Yasak (fur tribute) in Siberia in the seventeenth century (1955)
According to The Great Soviet Encyclopedia (1979), Sergei Vladimirovich Bakhrushin was born in 1882 in Moscow and died in the same city in 1950. Bakhrushin graduated from Moscow University in 1904, then worked at the university in various capacities from 1909, becoming professor in 1927. He also worked in the Institute of History in the USSSR’s Academy of Sciences. A student of the famous Russian historians V.O. Kliuchevskii and M.K. Liubavskii, Bakhrushin wrote on a wide variety of topics, including premodern Russia and Russian borderlands history.
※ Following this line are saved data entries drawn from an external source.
extern crate tello_link;

use std::time::Duration;

use tello_link::{Command, Result, Session, SessionOptions};
use tracing_subscriber::EnvFilter;

#[tokio::main]
async fn main() {
    tracing_subscriber::fmt()
        .with_env_filter(EnvFilter::from_default_env())
        .init();

    fly().await.unwrap();
}

async fn fly() -> Result<()> {
    let session = Session::connect(SessionOptions::default()).await?;

    session.request(Command::take_off())?;
    session.request(Command::land())?;

    // outcomes are not reported back, so just give the sequence time to run
    tokio::time::sleep(Duration::from_secs(20)).await;

    Ok(())
}
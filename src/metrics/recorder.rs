// src/metrics/recorder.rs
//
// Concurrent-safe interval recorder over an HDR histogram.

use hdrhistogram::{CreationError, Histogram};
use parking_lot::Mutex;
use tracing::{trace, warn};

use crate::config::{ConfigError, HistogramConfig, OverflowResolver};

/// Construction parameters, kept so an empty histogram can be built
/// without looking at the live one.
#[derive(Debug, Clone, Copy)]
struct Bounds {
    lowest: u64,
    highest: u64,
    digits: u8,
    auto_resize: bool,
}

impl Bounds {
    fn of(hdr: &Histogram<u64>) -> Self {
        Self {
            lowest: hdr.low(),
            highest: hdr.high(),
            digits: hdr.sigfig(),
            auto_resize: hdr.is_auto_resize(),
        }
    }

    fn empty(&self) -> Result<Histogram<u64>, CreationError> {
        let mut hdr = Histogram::new_with_bounds(self.lowest, self.highest, self.digits)?;
        hdr.auto(self.auto_resize);
        Ok(hdr)
    }
}

/// Histogram writers record into, tagged with the rotation it belongs to.
struct Interval {
    hdr: Histogram<u64>,
    generation: u64,
}

/// Reader-owned histograms; writers never touch this lock.
struct ReaderState {
    /// Everything drained from the active interval since the last clear.
    accumulated: Histogram<u64>,
    /// Empty histogram swapped in for the active one on every read.
    spare: Histogram<u64>,
    /// Generation `accumulated` was collected in.
    generation: u64,
}

/// HDR histogram shared between writer threads and readers.
///
/// Writers hold the active lock for a single `record`. Readers hold it only
/// long enough to swap the active histogram with an empty spare; merging,
/// copying and zeroing happen afterwards under a separate reader lock. A
/// clear installs a preallocated histogram and bumps the generation, so data
/// drained before the clear is never folded into the next interval.
pub struct HistogramRecorder {
    bounds: Bounds,
    active: Mutex<Interval>,
    reader: Mutex<ReaderState>,
}

impl HistogramRecorder {
    /// Create a recorder with bounds derived from `config`.
    ///
    /// With no highest trackable value the histogram auto-resizes; the same
    /// happens for `PassThru` so out-of-range values are still recorded.
    pub fn new(config: &HistogramConfig) -> Result<Self, ConfigError> {
        let digits = config.significant_digits;
        let mut hdr = match (config.lowest_discernible_value, config.highest_trackable_value) {
            (Some(lowest), Some((highest, _))) => Histogram::new_with_bounds(lowest, highest, digits)?,
            (None, Some((highest, _))) => Histogram::new_with_max(highest, digits)?,
            (Some(_), None) => return Err(ConfigError::LowestWithoutHighest),
            (None, None) => Histogram::new(digits)?,
        };
        if let Some((_, OverflowResolver::PassThru)) = config.highest_trackable_value {
            hdr.auto(true);
        }
        let reader = ReaderState {
            accumulated: Histogram::new_from(&hdr),
            spare: Histogram::new_from(&hdr),
            generation: 0,
        };
        Ok(Self {
            bounds: Bounds::of(&hdr),
            active: Mutex::new(Interval { hdr, generation: 0 }),
            reader: Mutex::new(reader),
        })
    }

    /// Record a value; values the histogram cannot hold are dropped.
    pub fn record(&self, value: u64) {
        if let Err(e) = self.active.lock().hdr.record(value) {
            trace!("dropping value {} outside histogram range: {}", value, e);
        }
    }

    /// Return everything recorded since the previous call and start a new interval.
    pub fn take_and_reset(&self) -> Histogram<u64> {
        let mut reader = self.reader.lock();
        self.drain_active(&mut reader);
        let fresh = Histogram::new_from(&reader.accumulated);
        std::mem::replace(&mut reader.accumulated, fresh)
    }

    /// Copy of the current interval without clearing it.
    pub fn peek(&self) -> Histogram<u64> {
        let mut reader = self.reader.lock();
        self.drain_active(&mut reader);
        reader.accumulated.clone()
    }

    /// Clear the current interval, discarding its contents, and return how
    /// many values were still pending in the active histogram.
    ///
    /// The replacement is allocated before the lock is taken; values recorded
    /// before the swap belong to the discarded interval.
    pub fn reset(&self) -> u64 {
        match self.bounds.empty() {
            Ok(fresh) => {
                let discarded = {
                    let mut active = self.active.lock();
                    active.generation += 1;
                    std::mem::replace(&mut active.hdr, fresh)
                };
                discarded.len()
            }
            Err(e) => {
                warn!("cannot allocate empty histogram ({}), clearing in place", e);
                let mut active = self.active.lock();
                active.generation += 1;
                let pending = active.hdr.len();
                active.hdr.reset();
                pending
            }
        }
    }

    /// Number of counts slots backing the active histogram.
    pub fn distinct_values(&self) -> usize {
        self.active.lock().hdr.distinct_values()
    }

    fn drain_active(&self, reader: &mut ReaderState) {
        let generation = {
            let mut active = self.active.lock();
            std::mem::swap(&mut active.hdr, &mut reader.spare);
            active.generation
        };
        if reader.generation != generation {
            reader.accumulated.reset();
            reader.generation = generation;
        }
        let ReaderState { accumulated, spare, .. } = reader;
        if let Err(e) = accumulated.add(&*spare) {
            warn!("failed to merge interval into accumulated histogram: {}", e);
        }
        spare.reset();
    }
}

impl std::fmt::Debug for HistogramRecorder {
    fn fmt(&self, f: &mut std::fmt::Formatter<'_>) -> std::fmt::Result {
        let active = self.active.lock();
        f.debug_struct("HistogramRecorder")
            .field("pending", &active.hdr.len())
            .field("generation", &active.generation)
            .field("low", &active.hdr.low())
            .field("high", &active.hdr.high())
            .field("sigfig", &active.hdr.sigfig())
            .finish()
    }
}
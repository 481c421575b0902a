// src/clock.rs
//
// Millisecond time sources: the wall clock used in production and a mock
// clock that tests drive by hand.

use std::fmt;
use std::sync::atomic::{AtomicU64, Ordering};
use std::sync::Arc;
use std::time::{Duration, SystemTime, UNIX_EPOCH};

use once_cell::sync::Lazy;

/// Source of monotonic-enough milliseconds.
pub trait Clock: Send + Sync + fmt::Debug {
    fn now_millis(&self) -> u64;
}

/// Wall clock backed by `SystemTime`.
#[derive(Debug, Default, Clone, Copy)]
pub struct SystemClock;

impl Clock for SystemClock {
    fn now_millis(&self) -> u64 {
        SystemTime::now()
            .duration_since(UNIX_EPOCH)
            .map(|elapsed| elapsed.as_millis().min(u128::from(u64::MAX)) as u64)
            .unwrap_or(0)
    }
}

static SYSTEM_CLOCK: Lazy<Arc<dyn Clock>> = Lazy::new(|| Arc::new(SystemClock));

/// Shared handle to the process-wide system clock.
pub fn system_clock() -> Arc<dyn Clock> {
    Arc::clone(&SYSTEM_CLOCK)
}

/// Hand-driven clock for tests and simulations.
///
/// ```
/// use hdrwin::clock::{Clock, MockClock};
/// use std::time::Duration;
///
/// let clock = MockClock::new(1_000);
/// clock.advance(Duration::from_millis(250));
/// assert_eq!(clock.now_millis(), 1_250);
/// ```
#[derive(Debug, Default)]
pub struct MockClock {
    millis: AtomicU64,
}

impl MockClock {
    pub fn new(start_millis: u64) -> Self {
        Self {
            millis: AtomicU64::new(start_millis),
        }
    }

    /// Moves the clock forward by `delta`.
    pub fn advance(&self, delta: Duration) {
        self.advance_millis(delta.as_millis().min(u128::from(u64::MAX)) as u64);
    }

    pub fn advance_millis(&self, delta_ms: u64) {
        self.millis.fetch_add(delta_ms, Ordering::SeqCst);
    }

    /// Sets an absolute reading; may move backwards.
    pub fn set_millis(&self, millis: u64) {
        self.millis.store(millis, Ordering::SeqCst);
    }
}

impl Clock for MockClock {
    fn now_millis(&self) -> u64 {
        self.millis.load(Ordering::SeqCst)
    }
}
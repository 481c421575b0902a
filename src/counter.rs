// src/counter.rs
//
// Additive counter with the same three reset policies as histograms.

use std::sync::atomic::{AtomicI64, Ordering};
use std::sync::Arc;
use std::time::Duration;

use tracing::debug;

use crate::api::SnapshotSource;
use crate::clock::{system_clock, Clock};
use crate::config::{ConfigError, ResetPolicy};
use crate::rotation::RotationGuard;

#[derive(Debug)]
enum CounterPolicy {
    ResetOnSnapshot,
    ResetPeriodically {
        guard: RotationGuard,
        clock: Arc<dyn Clock>,
    },
    Uniform,
}

/// Lock-free windowed sum.
///
/// `add` is a single atomic add (preceded by a rotation check for the
/// periodic policy). `value()` is the gauge read: under reset-on-snapshot it
/// returns the sum and clears it in one atomic swap, so concurrent adds land
/// either in the returned value or in the next one. Under the periodic
/// policy an add landing between the winning rotation CAS and the swap to
/// zero is discarded with the old window.
#[derive(Debug)]
pub struct WindowCounter {
    sum: AtomicI64,
    policy: CounterPolicy,
    #[cfg(test)]
    discarded: AtomicI64,
}

impl WindowCounter {
    pub fn new(policy: ResetPolicy, clock: Arc<dyn Clock>) -> Result<Self, ConfigError> {
        let policy = match policy {
            ResetPolicy::OnSnapshot => CounterPolicy::ResetOnSnapshot,
            ResetPolicy::Periodically(period) => CounterPolicy::ResetPeriodically {
                guard: RotationGuard::new(period, clock.now_millis())?,
                clock,
            },
            ResetPolicy::Never => CounterPolicy::Uniform,
        };
        Ok(Self::with_policy(policy))
    }

    fn with_policy(policy: CounterPolicy) -> Self {
        Self {
            sum: AtomicI64::new(0),
            policy,
            #[cfg(test)]
            discarded: AtomicI64::new(0),
        }
    }

    pub fn reset_on_snapshot() -> Self {
        Self::with_policy(CounterPolicy::ResetOnSnapshot)
    }

    pub fn reset_periodically(period: Duration) -> Result<Self, ConfigError> {
        Self::new(ResetPolicy::Periodically(period), system_clock())
    }

    pub fn never_reset() -> Self {
        Self::with_policy(CounterPolicy::Uniform)
    }

    pub fn add(&self, delta: i64) {
        self.rotate_if_due();
        self.sum.fetch_add(delta, Ordering::AcqRel);
    }

    /// Current sum; never clears.
    pub fn sum(&self) -> i64 {
        self.rotate_if_due();
        self.sum.load(Ordering::Acquire)
    }

    /// Gauge read; clears the sum under reset-on-snapshot.
    pub fn value(&self) -> i64 {
        match self.policy {
            CounterPolicy::ResetOnSnapshot => self.sum.swap(0, Ordering::AcqRel),
            _ => self.sum(),
        }
    }

    fn rotate_if_due(&self) {
        if let CounterPolicy::ResetPeriodically { guard, clock } = &self.policy {
            let now = clock.now_millis();
            if guard.try_rotate(now) {
                let previous = self.sum.swap(0, Ordering::AcqRel);
                #[cfg(test)]
                self.discarded.fetch_add(previous, Ordering::AcqRel);
                debug!("rotated counter window at {} ms, previous sum {}", now, previous);
            }
        }
    }
}

impl SnapshotSource for WindowCounter {
    type Summary = i64;

    fn snapshot(&self) -> i64 {
        self.value()
    }
}
// tests/common/mod.rs
//
// Shared helpers for the integration tests.

#![allow(dead_code)]

use std::sync::atomic::{AtomicBool, Ordering};
use std::sync::Arc;
use std::thread;
use std::time::{Duration, Instant};

use hdrwin::api::MockClock;

/// Mock clock starting at an arbitrary non-zero wall time.
pub fn mock_clock() -> Arc<MockClock> {
    Arc::new(MockClock::new(1_700_000_000_000))
}

/// Run `work` on `threads` threads until `duration` elapses, then join them.
///
/// Each thread gets its index. Panics inside a worker fail the test.
pub fn run_in_parallel<F>(threads: usize, duration: Duration, work: F)
where
    F: Fn(usize) + Send + Sync + 'static,
{
    let stop = Arc::new(AtomicBool::new(false));
    let work = Arc::new(work);
    let handles: Vec<_> = (0..threads)
        .map(|id| {
            let stop = Arc::clone(&stop);
            let work = Arc::clone(&work);
            thread::spawn(move || {
                while !stop.load(Ordering::Relaxed) {
                    work(id);
                }
            })
        })
        .collect();

    let started = Instant::now();
    while started.elapsed() < duration {
        thread::sleep(Duration::from_millis(10));
    }
    stop.store(true, Ordering::Relaxed);

    for handle in handles {
        handle.join().expect("worker thread panicked");
    }
}

/// Print test header with formatting
pub fn print_test_header(test_name: &str) {
    println!("\n{}", "=".repeat(60));
    println!("TEST: {}", test_name);
    println!("{}", "=".repeat(60));
}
Bakhrushin’s scholarship was particularly important for the development of Siberian history, especially its economic and cross-cultural history. The article translated below demonstrates his strengths. Dealing expertly with old and difficult documents, while describing a vast physical and ethnographic landscape, Bakhrushin is able to expose the ambiguities of the Russian relationship with indigenous Siberians. He is attentive to the stories hidden behind the bureaucratic Russian language of the chancelleries developing in the sixteenth and seventeenth centuries, which attempted to hide the true power relations on the ground in Siberia. Well before it became the norm among Soviet or Western historians, Bakhrushin conceived of frontier relations as a series of workable compromises (the kind of “Middle Ground” that American historian Richard White  would later describe) crafted by cultures which barely understood each other. Bakhrushin’s work is also invaluable as an anthropological description of Siberian people, such as the Komi and Vogul, about whom little is otherwise known, especially to non-Russian readers. Although the sources he relies upon are all Russian (since Siberians were mostly nonliterate), a rare picture of early-modern Siberian life can nonetheless be glimpsed, including these peoples’ difficult and reluctant transition to subjects of the Muscovite Tsar.